◆ PROBLEM: Go through the data below and return each line containing the word "InvalidRoot".

◆ DATA SUPPLIED:
━━━━━━━━
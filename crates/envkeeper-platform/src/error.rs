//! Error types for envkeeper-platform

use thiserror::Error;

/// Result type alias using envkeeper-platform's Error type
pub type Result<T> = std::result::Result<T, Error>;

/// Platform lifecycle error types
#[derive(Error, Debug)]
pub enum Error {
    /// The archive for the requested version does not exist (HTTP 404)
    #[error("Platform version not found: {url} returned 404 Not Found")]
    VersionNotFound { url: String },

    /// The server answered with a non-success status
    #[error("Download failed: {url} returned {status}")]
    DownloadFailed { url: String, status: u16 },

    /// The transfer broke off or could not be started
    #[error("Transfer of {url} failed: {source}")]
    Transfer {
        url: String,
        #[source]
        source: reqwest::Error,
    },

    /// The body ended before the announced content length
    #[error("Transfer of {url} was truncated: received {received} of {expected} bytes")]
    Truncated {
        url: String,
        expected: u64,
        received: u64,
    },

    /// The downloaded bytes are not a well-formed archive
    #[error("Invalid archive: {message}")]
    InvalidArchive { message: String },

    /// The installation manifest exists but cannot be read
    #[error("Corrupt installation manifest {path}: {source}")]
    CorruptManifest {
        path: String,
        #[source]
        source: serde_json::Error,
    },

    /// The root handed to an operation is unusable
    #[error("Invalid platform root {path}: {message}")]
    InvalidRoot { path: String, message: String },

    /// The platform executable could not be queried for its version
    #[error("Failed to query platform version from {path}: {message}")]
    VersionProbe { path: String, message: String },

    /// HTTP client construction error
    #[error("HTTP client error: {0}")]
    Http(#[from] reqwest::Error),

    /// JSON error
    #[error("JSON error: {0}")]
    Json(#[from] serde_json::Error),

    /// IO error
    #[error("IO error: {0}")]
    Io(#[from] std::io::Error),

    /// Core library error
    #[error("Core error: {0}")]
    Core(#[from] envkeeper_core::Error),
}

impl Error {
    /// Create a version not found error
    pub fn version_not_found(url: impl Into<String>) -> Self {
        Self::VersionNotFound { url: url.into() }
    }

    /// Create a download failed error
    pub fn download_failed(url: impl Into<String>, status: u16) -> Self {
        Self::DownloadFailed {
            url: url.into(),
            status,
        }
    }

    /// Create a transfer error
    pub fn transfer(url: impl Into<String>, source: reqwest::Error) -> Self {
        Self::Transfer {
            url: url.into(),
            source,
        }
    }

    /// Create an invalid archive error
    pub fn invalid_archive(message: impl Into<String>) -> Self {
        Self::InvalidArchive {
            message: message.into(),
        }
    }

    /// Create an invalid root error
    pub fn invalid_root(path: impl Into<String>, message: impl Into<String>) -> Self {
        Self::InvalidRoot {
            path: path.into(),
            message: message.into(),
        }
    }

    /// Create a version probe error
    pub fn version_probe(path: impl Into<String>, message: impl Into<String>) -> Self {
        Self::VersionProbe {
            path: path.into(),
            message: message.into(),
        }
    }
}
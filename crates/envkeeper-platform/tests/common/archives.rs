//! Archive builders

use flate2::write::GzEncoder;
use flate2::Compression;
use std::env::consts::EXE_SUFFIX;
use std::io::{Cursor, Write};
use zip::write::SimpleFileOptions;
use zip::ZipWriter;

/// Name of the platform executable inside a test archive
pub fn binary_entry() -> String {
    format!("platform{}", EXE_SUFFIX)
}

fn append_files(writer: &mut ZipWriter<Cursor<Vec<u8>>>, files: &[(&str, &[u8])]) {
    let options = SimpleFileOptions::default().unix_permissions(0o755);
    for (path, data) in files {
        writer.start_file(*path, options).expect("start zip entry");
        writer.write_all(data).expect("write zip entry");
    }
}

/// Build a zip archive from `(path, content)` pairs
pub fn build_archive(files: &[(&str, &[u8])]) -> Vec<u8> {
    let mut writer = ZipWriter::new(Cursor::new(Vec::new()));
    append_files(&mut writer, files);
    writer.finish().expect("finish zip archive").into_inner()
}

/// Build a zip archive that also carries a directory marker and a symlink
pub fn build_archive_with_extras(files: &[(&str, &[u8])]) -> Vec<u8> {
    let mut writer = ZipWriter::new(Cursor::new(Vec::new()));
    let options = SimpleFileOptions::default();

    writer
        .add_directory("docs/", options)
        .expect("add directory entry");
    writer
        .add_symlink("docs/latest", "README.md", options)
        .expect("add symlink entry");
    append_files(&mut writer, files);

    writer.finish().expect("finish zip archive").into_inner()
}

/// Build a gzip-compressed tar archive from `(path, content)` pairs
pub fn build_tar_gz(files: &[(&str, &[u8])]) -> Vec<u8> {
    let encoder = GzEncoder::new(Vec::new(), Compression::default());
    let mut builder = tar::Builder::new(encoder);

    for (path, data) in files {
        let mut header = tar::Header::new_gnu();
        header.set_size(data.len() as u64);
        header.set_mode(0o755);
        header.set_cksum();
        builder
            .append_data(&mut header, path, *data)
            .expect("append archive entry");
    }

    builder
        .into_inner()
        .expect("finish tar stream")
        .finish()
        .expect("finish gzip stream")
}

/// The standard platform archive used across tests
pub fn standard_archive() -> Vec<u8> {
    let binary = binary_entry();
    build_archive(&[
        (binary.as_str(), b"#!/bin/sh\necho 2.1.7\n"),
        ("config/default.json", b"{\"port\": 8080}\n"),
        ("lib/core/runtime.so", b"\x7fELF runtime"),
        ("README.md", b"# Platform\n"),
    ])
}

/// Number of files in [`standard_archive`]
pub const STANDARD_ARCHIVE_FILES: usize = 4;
━━━━━━━━
◆ RESPONSE FOR THIS EXERCISE:
    InvalidRoot { path: String, message: String },
        Self::InvalidRoot {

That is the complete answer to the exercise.